**TO DO:** Reading down the listing below, count the lines where the word "ApplicationRow" shows up, then give only that count.

**RECORDED DATA:**
// SPDX-License-Identifier: Apache-2.0

use crate::user::{UserId, UserProfile};
use crate::FieldMap;
use serde::{Deserialize, Serialize};

/// Keys the flattened row claims for itself. On collision the user-derived
/// value wins over the application's own field.
const RESERVED_KEYS: [&str; 7] = [
    "userID", "name", "email", "phone", "address", "city", "province",
];

/// One application merged with its owning user's contact fields. Derived and
/// ephemeral, recomputed on every aggregation pass.
#[derive(Debug, Clone, PartialEq, Serialize, Deserialize)]
pub struct ApplicationRow {
    #[serde(rename = "userID")]
    pub user_id: UserId,
    pub name: String,
    pub email: String,
    pub phone: String,
    pub address: String,
    pub city: String,
    pub province: String,
    #[serde(flatten)]
    pub fields: FieldMap,
}

impl ApplicationRow {
    #[must_use]
    pub fn flatten(user_id: UserId, user: &UserProfile, mut fields: FieldMap) -> Self {
        for key in RESERVED_KEYS {
            fields.remove(key);
        }
        Self {
            user_id,
            name: user.name.clone(),
            email: user.email.clone(),
            phone: user.phone.clone(),
            address: user.address.clone(),
            city: user.city.clone(),
            province: user.province.clone(),
            fields,
        }
    }
}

**EXPECTED ANSWER:** 2